In his opening remarks at this year’s Modern Magazine Conference, organiser Jeremy Leslie likened planning the second edition of an event to releasing a second album: if the first is well received, there’s always a worry that the second won’t live up to its hype.
Fortunately, the conference didn’t disappoint, and featured the same well-balanced mix of visual inspiration, in-depth discussions and practical advice on making magazines as its predecessor.
Like the inaugural event, the follow-up was primarily a celebration of great magazines, but it also considered the future of the publishing industry – whether independent titles can become sustainable businesses; how print and digital platforms can co-exist; and whether mainstream titles should in turn be looking to successful independent mags for inspiration.
First to speak was Rob Orchard, co-founder of quarterly longform journalism title, Delayed Gratification, who delivered a witty, if worrying, look at the problems facing mainstream news media today. With publishers under pressure to deliver an endless stream of content despite limited resources, Orchard said that magazines were becoming more like the web (less words and more pictures), and rarely covering important events beyond their immediate aftermath. Delayed Gratification, he said, was set up to do what print does best, and produce in-depth content in a tactile format with high production values.

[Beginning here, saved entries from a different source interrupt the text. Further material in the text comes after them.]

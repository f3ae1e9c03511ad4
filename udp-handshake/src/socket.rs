//! Async UDP socket abstraction.
//!
//! [`Socket`] is a thin wrapper around `tokio::net::UdpSocket` that speaks
//! [`crate::packet::Packet`] instead of raw bytes.  All protocol logic lives
//! elsewhere; this module owns only byte I/O.

use std::net::SocketAddr;

use thiserror::Error;
use tokio::net::UdpSocket;

use crate::packet::{Packet, PacketError, MAX_DATAGRAM};

// ---------------------------------------------------------------------------
// Error type
// ---------------------------------------------------------------------------

/// Errors that can arise from socket operations.
#[derive(Debug, Error)]
pub enum SocketError {
    /// Underlying I/O error from the OS.
    #[error("socket I/O error: {0}")]
    Io(#[from] std::io::Error),
    /// The datagram could not be framed as a packet.
    #[error("packet framing error: {0}")]
    Packet(#[from] PacketError),
}

// ---------------------------------------------------------------------------
// Socket
// ---------------------------------------------------------------------------

/// An async, packet-oriented UDP socket.
///
/// All methods are `&self` so the socket can be shared across tasks behind an
/// `Arc`.
#[derive(Debug)]
pub struct Socket {
    /// Address this socket is bound to (filled in after OS assigns ephemeral port).
    pub local_addr: SocketAddr,
    inner: UdpSocket,
}

impl Socket {
    /// Bind a new socket to `local_addr`.
    ///
    /// Passing `0.0.0.0:0` lets the OS choose an ephemeral port.
    pub async fn bind(local_addr: SocketAddr) -> Result<Self, SocketError> {
        let inner = UdpSocket::bind(local_addr).await?;
        let local_addr = inner.local_addr()?;
        Ok(Self { local_addr, inner })
    }

    /// Encode `packet` (stamping its checksum) and send it as one datagram.
    pub async fn send_to(&self, packet: &mut Packet, dest: SocketAddr) -> Result<(), SocketError> {
        let bytes = packet.encode()?;
        self.send_raw(&bytes, dest).await
    }

    /// Send pre-framed bytes unchanged.
    pub async fn send_raw(&self, bytes: &[u8], dest: SocketAddr) -> Result<(), SocketError> {
        self.inner.send_to(bytes, dest).await?;
        Ok(())
    }

    /// Receive the next datagram as raw bytes, capped at [`MAX_DATAGRAM`].
    pub async fn recv_datagram(&self) -> Result<(Vec<u8>, SocketAddr), SocketError> {
        let mut buf = vec![0u8; MAX_DATAGRAM];
        let (n, addr) = self.inner.recv_from(&mut buf).await?;
        buf.truncate(n);
        Ok((buf, addr))
    }

    /// Receive the next datagram and decode it into a [`Packet`].
    ///
    /// Returns `(packet, sender_address)`.  The checksum is not verified;
    /// datagrams shorter than a header come back as `Err`.
    pub async fn recv_from(&self) -> Result<(Packet, SocketAddr), SocketError> {
        let (bytes, addr) = self.recv_datagram().await?;
        let packet = Packet::decode(&bytes)?;
        Ok((packet, addr))
    }
}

Riposte editor Danielle Pender cited a similar frustration with mainstream media in her talk, criticising the artifice and limited content in women’s magazines, from gossip titles fixated with celebrity bodies and break-ups, to fashion mags full of Photoshopped imagery and interviews focussed on sex, clothes and motherhood. Riposte was founded, she said, as a magazine to celebrate women of all ages and cover a broader range of topics, from music to design and visual arts.
Throughout the day, several speakers discussed the value of print, and why there is still a place for it in an age of seemingly endless online content. Kai Brach, editor of Offscreen (a printed title about online creativity), said he had become fascinated with books and magazines after growing frustrated with the intangible nature of his work as a web designer. Rather than thinking about paper and screen as old vs new, Brach said print and web should be seen as complementary experiences, for different content and times of day.

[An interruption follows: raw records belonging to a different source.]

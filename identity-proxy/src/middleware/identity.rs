//! Identity substitution for proxied requests.
//!
//! Works out who the caller is (session cookie first, then HTTP Basic),
//! signs their claims, and swaps the `Authorization` header for the
//! assertion header before the request reaches the upstream.

use axum::{
    extract::{Request, State},
    http::{header, HeaderMap, HeaderValue},
    middleware::Next,
    response::Response,
};
use axum_extra::extract::cookie::CookieJar;
use base64::{engine::general_purpose::STANDARD, Engine as _};
use metrics::counter;
use service_core::error::AppError;

use crate::proxy::ASSERTION_HEADER;
use crate::services::sessions::{CSRF_COOKIE, SESSION_COOKIE};
use crate::AppState;

#[derive(Debug, Clone, Copy, PartialEq, Eq)]
pub enum IdentitySource {
    Session,
    Basic,
}

impl IdentitySource {
    pub fn as_str(&self) -> &'static str {
        match self {
            IdentitySource::Session => "session",
            IdentitySource::Basic => "basic",
        }
    }
}

/// The acting user as claimed by the request. Basic passwords are carried
/// along unchecked.
#[derive(Debug, Clone, PartialEq)]
pub struct Identity {
    pub username: String,
    pub password: Option<String>,
    pub source: IdentitySource,
}

fn unauthorized(message: &str) -> AppError {
    AppError::Unauthorized(anyhow::anyhow!(message.to_string()))
}

/// Decode a `Basic` credential into `(username, password)`.
pub fn decode_basic(raw: &str) -> Result<(String, String), AppError> {
    let encoded = raw
        .get(5..)
        .filter(|_| is_basic(raw))
        .and_then(|rest| rest.strip_prefix(' '))
        .ok_or_else(|| unauthorized("Malformed Authorization header"))?;
    let decoded = STANDARD
        .decode(encoded.trim())
        .map_err(|_| unauthorized("Invalid base64 in Authorization header"))?;
    let decoded =
        String::from_utf8(decoded).map_err(|_| unauthorized("Invalid credential encoding"))?;
    let (username, password) = decoded
        .split_once(':')
        .ok_or_else(|| unauthorized("Invalid credential format"))?;

    Ok((username.to_string(), password.to_string()))
}

fn is_basic(raw: &str) -> bool {
    raw.get(..5)
        .is_some_and(|scheme| scheme.eq_ignore_ascii_case("basic"))
}

/// Resolve the caller from a live session or a Basic header.
///
/// Returns `Ok(None)` when neither is present. A Basic header that cannot be
/// decoded is an error.
pub fn identify(
    state: &AppState,
    jar: &CookieJar,
    headers: &HeaderMap,
) -> Result<Option<Identity>, AppError> {
    if let Some(username) = jar
        .get(SESSION_COOKIE)
        .and_then(|c| state.sessions.username_for(c.value()))
    {
        return Ok(Some(Identity {
            username,
            password: None,
            source: IdentitySource::Session,
        }));
    }

    let Some(value) = headers.get(header::AUTHORIZATION) else {
        return Ok(None);
    };
    let raw = value
        .to_str()
        .map_err(|_| unauthorized("Malformed Authorization header"))?;
    if !is_basic(raw) {
        return Ok(None);
    }

    let (username, password) = decode_basic(raw)?;
    Ok(Some(Identity {
        username,
        password: Some(password),
        source: IdentitySource::Basic,
    }))
}

pub async fn identity_middleware(
    State(state): State<AppState>,
    jar: CookieJar,
    mut req: Request,
    next: Next,
) -> Result<Response, AppError> {
    let path = req.uri().path().to_string();

    if state.config.is_passthrough(&path) {
        tracing::debug!(path = %path, "Passthrough path, forwarding unchanged");
        return Ok(next.run(req).await);
    }

    if let Some(token) = jar.get(CSRF_COOKIE).map(|c| c.value().to_string()) {
        if !state.sessions.is_local_csrf(&token) {
            if state.sessions.is_downstream_csrf(&token) {
                return Ok(next.run(req).await);
            }
            tracing::warn!(path = %path, "Rejecting request with unknown csrftoken");
            return Err(AppError::Forbidden(anyhow::anyhow!("invalid csrftoken")));
        }
    }

    let Some(identity) = identify(&state, &jar, req.headers())? else {
        return Ok(next.run(req).await);
    };

    let token = state
        .claims
        .issue(&identity.username, identity.password.as_deref())
        .await
        .map_err(|e| {
            tracing::warn!(
                username = %identity.username,
                source = identity.source.as_str(),
                error = %e,
                "Identity substitution failed"
            );
            AppError::from(e)
        })?;

    let value = HeaderValue::from_str(&token)
        .map_err(|e| AppError::InternalError(anyhow::anyhow!("Invalid assertion header: {}", e)))?;

    let headers = req.headers_mut();
    headers.remove(header::AUTHORIZATION);
    headers.insert(ASSERTION_HEADER, value);

    counter!("identity_assertions_total", "source" => identity.source.as_str()).increment(1);
    tracing::debug!(
        username = %identity.username,
        source = identity.source.as_str(),
        "Attached identity assertion"
    );

    Ok(next.run(req).await)
}

#[cfg(test)]
mod tests {
    use super::*;

    fn basic(credentials: &str) -> String {
        format!("Basic {}", STANDARD.encode(credentials))
    }

    #[test]
    fn test_decode_basic() {
        let (user, pass) = decode_basic(&basic("jdoe:redhat")).unwrap();
        assert_eq!(user, "jdoe");
        assert_eq!(pass, "redhat");
    }

    #[test]
    fn test_password_may_contain_colon() {
        let (user, pass) = decode_basic(&basic("jdoe:red:hat")).unwrap();
        assert_eq!(user, "jdoe");
        assert_eq!(pass, "red:hat");
    }

    #[test]
    fn test_decode_basic_scheme_is_case_insensitive() {
        let (user, pass) = decode_basic("basic amRvZTpyZWRoYXQ=").unwrap();
        assert_eq!((user.as_str(), pass.as_str()), ("jdoe", "redhat"));

        let (user, _) = decode_basic("BASIC amRvZTpyZWRoYXQ=").unwrap();
        assert_eq!(user, "jdoe");
    }

    #[test]
    fn test_decode_basic_failures() {
        assert!(decode_basic("Basic").is_err());
        assert!(decode_basic("Bearer amRvZTpyZWRoYXQ=").is_err());
        assert!(decode_basic("Basicamrvztpyzwroyxq=").is_err());
        assert!(decode_basic("Basic !!!not-base64").is_err());
        assert!(decode_basic(&basic("no-separator")).is_err());
    }

    #[test]
    fn test_scheme_detection() {
        assert!(is_basic("Basic abc"));
        assert!(is_basic("BASIC abc"));
        assert!(!is_basic("Bearer abc"));
        assert!(!is_basic("Bas"));
    }
}
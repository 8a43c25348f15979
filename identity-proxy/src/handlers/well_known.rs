use crate::AppState;
use service_core::axum::{extract::State, http::header, response::IntoResponse};

/// PEM-encoded public key that verifies identity assertions.
pub async fn jwt_key(State(state): State<AppState>) -> impl IntoResponse {
    (
        [(header::CONTENT_TYPE, "application/x-pem-file")],
        state.jwt.public_key_pem().to_string(),
    )
}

Delivering a dose of visual inspiration were Wired Italia’s creative director David Moretti and Veronica Ditting, art director of the Gentlewoman. Ditting gave a fascinating insight into establishing the visual language of the magazine – designed to be no-nonsense, yet warmer and friendlier than its sister title, Fantastic Man – and how she uses type, colour, handwriting and intimate or humorous photography to ensure it doesn’t appear too structured or formal. Moretti shared the stories behind some of Wired’s most ambitious covers and spreads, and discussed how these have to be designed with both a printed edition and iPad app in mind.
At a panel discussion in the afternoon, Brach, Orchard, Pender, Little White Lies co-founder Danny Miller (who also spoke about his latest venture, Weapons of Reason) and Simon Lyle of White Light Media, which publishes consumer drinking magazine Hot Rum Cow, discussed some of the challenges of running independent magazines, from organising distribution to marketing on a limited budget. Pender also noted the particular challenge advertising poses for design-led magazines, and all agreed that, while independent magazines can be successful, there is a limit to their earning potential. Brach, added that while Offscreen is now his full-time job, the likelihood of it becoming “very big” was very small.
Alongside speakers from smaller titles, Jeremy Langmead, chief content officer at Christie’s, spoke about developing the brand’s editorial content online and in print – from the end of October, the auction house will be publishing daily content online, and the new-look magazine will feature articles from high profile writers such as Zadie Smith – while Adam Moss, editor-in-chief at New York magazine, discussed the many changes that have taken place at the title under his editorship in an interview with Leslie, including going fortnightly, and undergoing a comprehensive redesign.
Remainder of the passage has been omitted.